*** INPUT MATERIAL ***

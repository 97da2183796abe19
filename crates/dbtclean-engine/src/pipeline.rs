//! End-to-end clean run
//!
//! Reads the declared state, then the observed state, reconciles them, asks
//! the confirmation gate and drops the confirmed orphans. A read failure
//! aborts the run before anything is shown or dropped.

use crate::confirm::ConfirmationGate;
use crate::executor::DeletionExecutor;
use crate::reconcile::{reconcile, OrphanSet};
use dbtclean_catalog::{CatalogError, WarehouseAdapter};
use dbtclean_core::{CleanReport, Diagnostic, DiagnosticCode, ObservedObject, RoleSet, Severity};
use dbtclean_dbt::{ManifestError, ManifestReader, ProjectRunner};

/// Fatal errors of a clean run
#[derive(Debug, thiserror::Error)]
pub enum CleanError {
    #[error("Failed to read dbt project: {0}")]
    Manifest(#[from] ManifestError),

    #[error("Failed to read warehouse catalog: {0}")]
    Catalog(#[from] CatalogError),
}

/// How a clean run ended
#[derive(Debug)]
pub enum CleanRun {
    /// No droppable orphans; the gate was not consulted
    NothingToClean {
        /// Orphans that exist but cannot be dropped
        unsupported: Vec<ObservedObject>,
    },

    /// The gate declined; nothing was dropped
    Cancelled(OrphanSet),

    /// Every confirmed orphan was attempted
    Completed(CleanReport),

    /// Orphans computed without asking or dropping
    DryRun(OrphanSet),
}

/// Wires the manifest reader, warehouse adapter, gate and executor
pub struct CleanPipeline<'a, R> {
    manifest: ManifestReader<R>,
    adapter: &'a dyn WarehouseAdapter,
    database: String,
    roles: RoleSet,
    dry_run: bool,
}

impl<'a, R: ProjectRunner> CleanPipeline<'a, R> {
    pub fn new(
        manifest: ManifestReader<R>,
        adapter: &'a dyn WarehouseAdapter,
        database: impl Into<String>,
        roles: RoleSet,
    ) -> Self {
        Self {
            manifest,
            adapter,
            database: database.into(),
            roles,
            dry_run: false,
        }
    }

    /// Stop after reconciliation
    pub fn with_dry_run(mut self, dry_run: bool) -> Self {
        self.dry_run = dry_run;
        self
    }

    pub fn database(&self) -> &str {
        &self.database
    }

    pub async fn run(&self, gate: &mut dyn ConfirmationGate) -> Result<CleanRun, CleanError> {
        tracing::info!(database = %self.database, roles = ?self.roles.to_vec(), "starting clean run");

        let declared = self.manifest.list_declared_objects(&self.database).await?;
        tracing::info!(count = declared.objects.len(), "read declared objects");

        let observed = self
            .adapter
            .list_owned_objects(&self.roles, &self.database)
            .await?;
        tracing::info!(adapter = self.adapter.name(), count = observed.len(), "read observed objects");

        let orphans = reconcile(&observed, &declared.objects);

        if self.dry_run {
            return Ok(CleanRun::DryRun(orphans));
        }

        if orphans.is_empty() {
            return Ok(CleanRun::NothingToClean {
                unsupported: orphans.unsupported,
            });
        }

        if !gate.confirm(&orphans) {
            tracing::info!(orphans = orphans.len(), "clean run cancelled");
            return Ok(CleanRun::Cancelled(orphans));
        }

        let mut report = CleanReport::new(&self.database, self.roles.to_vec());
        report.summary.observed = observed.len();
        report.summary.declared = declared.objects.len();
        report.summary.orphans = orphans.len();
        report.summary.unsupported = orphans.unsupported.len();

        for shadowed in &declared.shadowed {
            report.add_diagnostic(
                Diagnostic::new(
                    DiagnosticCode::CleanShadowedDeclaration,
                    Severity::Warn,
                    format!(
                        "{} {} replaced an earlier {} declaration",
                        shadowed.by, shadowed.identifier, shadowed.previous
                    ),
                )
                .with_object(&shadowed.identifier),
            );
        }
        for diagnostic in orphans.diagnostics {
            report.add_diagnostic(diagnostic);
        }

        let outcomes = DeletionExecutor::new(self.adapter)
            .execute(&orphans.deletable)
            .await;
        for outcome in outcomes {
            report.record_outcome(outcome);
        }

        tracing::info!(
            dropped = report.summary.dropped,
            failed = report.summary.failed,
            "clean run completed"
        );

        Ok(CleanRun::Completed(report))
    }
}

#[cfg(test)]
mod tests {
    use super::*;
    use crate::confirm::ScriptedConfirmation;
    use dbtclean_catalog::{MockAdapter, MockAdapterBuilder};
    use dbtclean_core::ObjectIdentifier;
    use dbtclean_dbt::{ResourceType, StaticRunner};
    use pretty_assertions::assert_eq;

    fn record(name: &str, schema: &str, materialized: &str) -> String {
        format!(
            r#"{{"name": "{}", "config": {{"schema": "{}", "materialized": "{}"}}}}"#,
            name, schema, materialized
        )
    }

    fn pipeline(runner: StaticRunner, adapter: &MockAdapter) -> CleanPipeline<'_, StaticRunner> {
        CleanPipeline::new(ManifestReader::new(runner), adapter, "db", RoleSet::default())
    }

    fn scenario_a_adapter() -> MockAdapter {
        MockAdapterBuilder::new()
            .with_object("db.s.a", "BASE TABLE", "dbt_funcrole")
            .with_object("db.s.b", "VIEW", "dbt_funcrole")
            .build()
    }

    fn scenario_a_runner() -> StaticRunner {
        StaticRunner::new().with_lines(ResourceType::Model, [record("a", "s", "table")])
    }

    #[tokio::test]
    async fn declined_confirmation_drops_nothing() {
        let adapter = scenario_a_adapter();
        let mut gate = ScriptedConfirmation::new("no");

        let run = pipeline(scenario_a_runner(), &adapter).run(&mut gate).await.unwrap();

        let CleanRun::Cancelled(orphans) = run else {
            panic!("expected a cancelled run, got {:?}", run);
        };
        let names: Vec<String> = orphans.identifiers().map(ToString::to_string).collect();
        assert_eq!(names, vec!["db.s.b"]);
        assert_eq!(orphans.deletable[0].kind, dbtclean_core::DropKind::View);
        assert_eq!(gate.times_asked(), 1);
        assert!(adapter.drop_statements().await.is_empty());
        assert_eq!(adapter.object_count().await, 2);
    }

    #[tokio::test]
    async fn confirmed_run_drops_orphans() {
        let adapter = scenario_a_adapter();
        let mut gate = ScriptedConfirmation::new("yes");

        let run = pipeline(scenario_a_runner(), &adapter).run(&mut gate).await.unwrap();

        let CleanRun::Completed(report) = run else {
            panic!("expected a completed run, got {:?}", run);
        };
        assert_eq!(report.summary.observed, 2);
        assert_eq!(report.summary.declared, 1);
        assert_eq!(report.summary.orphans, 1);
        assert_eq!(report.summary.dropped, 1);
        assert!(!report.has_failures());
        assert_eq!(adapter.drop_statements().await, vec!["drop view if exists db.s.b"]);
        assert!(adapter.has_object(&ObjectIdentifier::new("db", "s", "a")).await);
    }

    #[tokio::test]
    async fn drops_use_the_warehouse_spelling() {
        let adapter = MockAdapterBuilder::new()
            .with_catalog_object(["DB", "S", "A"], "BASE TABLE", "DBT_FUNCROLE")
            .with_catalog_object(["DB", "S", "My Table"], "BASE TABLE", "DBT_FUNCROLE")
            .with_catalog_object(["DB", "S", "my.view"], "VIEW", "DBT_FUNCROLE")
            .build();
        let mut gate = ScriptedConfirmation::new("yes");

        let run = pipeline(scenario_a_runner(), &adapter).run(&mut gate).await.unwrap();

        let CleanRun::Completed(report) = run else {
            panic!("expected a completed run, got {:?}", run);
        };
        assert_eq!(report.summary.observed, 3);
        assert_eq!(report.summary.dropped, 2);
        assert_eq!(
            adapter.drop_statements().await,
            vec![
                "drop table if exists DB.S.\"My Table\"",
                "drop view if exists DB.S.\"my.view\"",
            ]
        );
        assert_eq!(adapter.object_count().await, 1);
    }

    #[tokio::test]
    async fn empty_catalog_never_asks() {
        let adapter = MockAdapter::new();
        let mut gate = ScriptedConfirmation::new("yes");

        let run = pipeline(scenario_a_runner(), &adapter).run(&mut gate).await.unwrap();

        assert!(matches!(run, CleanRun::NothingToClean { ref unsupported } if unsupported.is_empty()));
        assert_eq!(gate.times_asked(), 0);
    }

    #[tokio::test]
    async fn unsupported_kind_is_excluded_and_reported() {
        let adapter = MockAdapterBuilder::new()
            .with_object("db.s.a", "BASE TABLE", "dbt_funcrole")
            .with_object("db.s.stage_x", "EXTERNAL STAGE", "dbt_funcrole")
            .build();
        let mut gate = ScriptedConfirmation::new("yes");

        let run = pipeline(scenario_a_runner(), &adapter).run(&mut gate).await.unwrap();

        let CleanRun::NothingToClean { unsupported } = run else {
            panic!("expected nothing to clean, got {:?}", run);
        };
        assert_eq!(unsupported.len(), 1);
        assert_eq!(unsupported[0].identifier.to_string(), "db.s.stage_x");
        assert_eq!(gate.times_asked(), 0);
        assert!(adapter.drop_statements().await.is_empty());
    }

    #[tokio::test]
    async fn partial_failure_completes_with_warnings() {
        let adapter = MockAdapterBuilder::new()
            .with_object("db.s.a", "BASE TABLE", "dbt_funcrole")
            .with_object("db.s.b", "VIEW", "dbt_funcrole")
            .with_object("db.s.c", "BASE TABLE", "dbt_funcrole")
            .with_drop_error("db.s.b", "Insufficient privileges")
            .build();
        let runner = StaticRunner::new();
        let mut gate = ScriptedConfirmation::new("YES");

        let run = pipeline(runner, &adapter).run(&mut gate).await.unwrap();

        let CleanRun::Completed(report) = run else {
            panic!("expected a completed run, got {:?}", run);
        };
        assert_eq!(report.summary.dropped, 2);
        assert_eq!(report.summary.failed, 1);
        assert!(report.has_failures());
        assert_eq!(adapter.drop_statements().await.len(), 3);
    }

    #[tokio::test]
    async fn shadowed_declarations_are_reported() {
        let adapter = MockAdapterBuilder::new()
            .with_object("db.s.lookup", "BASE TABLE", "dbt_funcrole")
            .with_object("db.s.old", "BASE TABLE", "dbt_funcrole")
            .build();
        let runner = StaticRunner::new()
            .with_lines(ResourceType::Model, [record("lookup", "s", "table")])
            .with_lines(ResourceType::Seed, [record("lookup", "s", "seed")]);
        let mut gate = ScriptedConfirmation::new("yes");

        let run = pipeline(runner, &adapter).run(&mut gate).await.unwrap();

        let CleanRun::Completed(report) = run else {
            panic!("expected a completed run, got {:?}", run);
        };
        assert!(report
            .diagnostics
            .iter()
            .any(|d| d.code == DiagnosticCode::CleanShadowedDeclaration));
        assert_eq!(adapter.drop_statements().await, vec!["drop table if exists db.s.old"]);
    }

    #[tokio::test]
    async fn dry_run_neither_asks_nor_drops() {
        let adapter = scenario_a_adapter();
        let mut gate = ScriptedConfirmation::new("yes");

        let run = pipeline(scenario_a_runner(), &adapter)
            .with_dry_run(true)
            .run(&mut gate)
            .await
            .unwrap();

        assert!(matches!(run, CleanRun::DryRun(ref orphans) if orphans.len() == 1));
        assert_eq!(gate.times_asked(), 0);
        assert!(adapter.drop_statements().await.is_empty());
    }

    #[tokio::test]
    async fn manifest_failure_aborts_before_catalog() {
        let adapter = scenario_a_adapter();
        let runner = StaticRunner::new().with_failure(ResourceType::Model, "Could not find profile");
        let mut gate = ScriptedConfirmation::new("yes");

        let err = pipeline(runner, &adapter).run(&mut gate).await.unwrap_err();

        assert!(matches!(err, CleanError::Manifest(_)));
        assert!(adapter.executed_statements().await.is_empty());
        assert_eq!(gate.times_asked(), 0);
    }

    #[tokio::test]
    async fn catalog_failure_aborts_before_gate() {
        let adapter = MockAdapter::new().with_catalog_failure("warehouse suspended");
        let mut gate = ScriptedConfirmation::new("yes");

        let err = pipeline(scenario_a_runner(), &adapter).run(&mut gate).await.unwrap_err();

        assert!(matches!(err, CleanError::Catalog(CatalogError::Unavailable(_))));
        assert_eq!(gate.times_asked(), 0);
    }
}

*** End of INPUT MATERIAL ***

- THE TASK -
Copy out all lines above that include the string "ManifestError".

- SOLUTION TO THIS EXERCISE -
use dbtclean_dbt::{ManifestError, ManifestReader, ProjectRunner};
    Manifest(#[from] ManifestError),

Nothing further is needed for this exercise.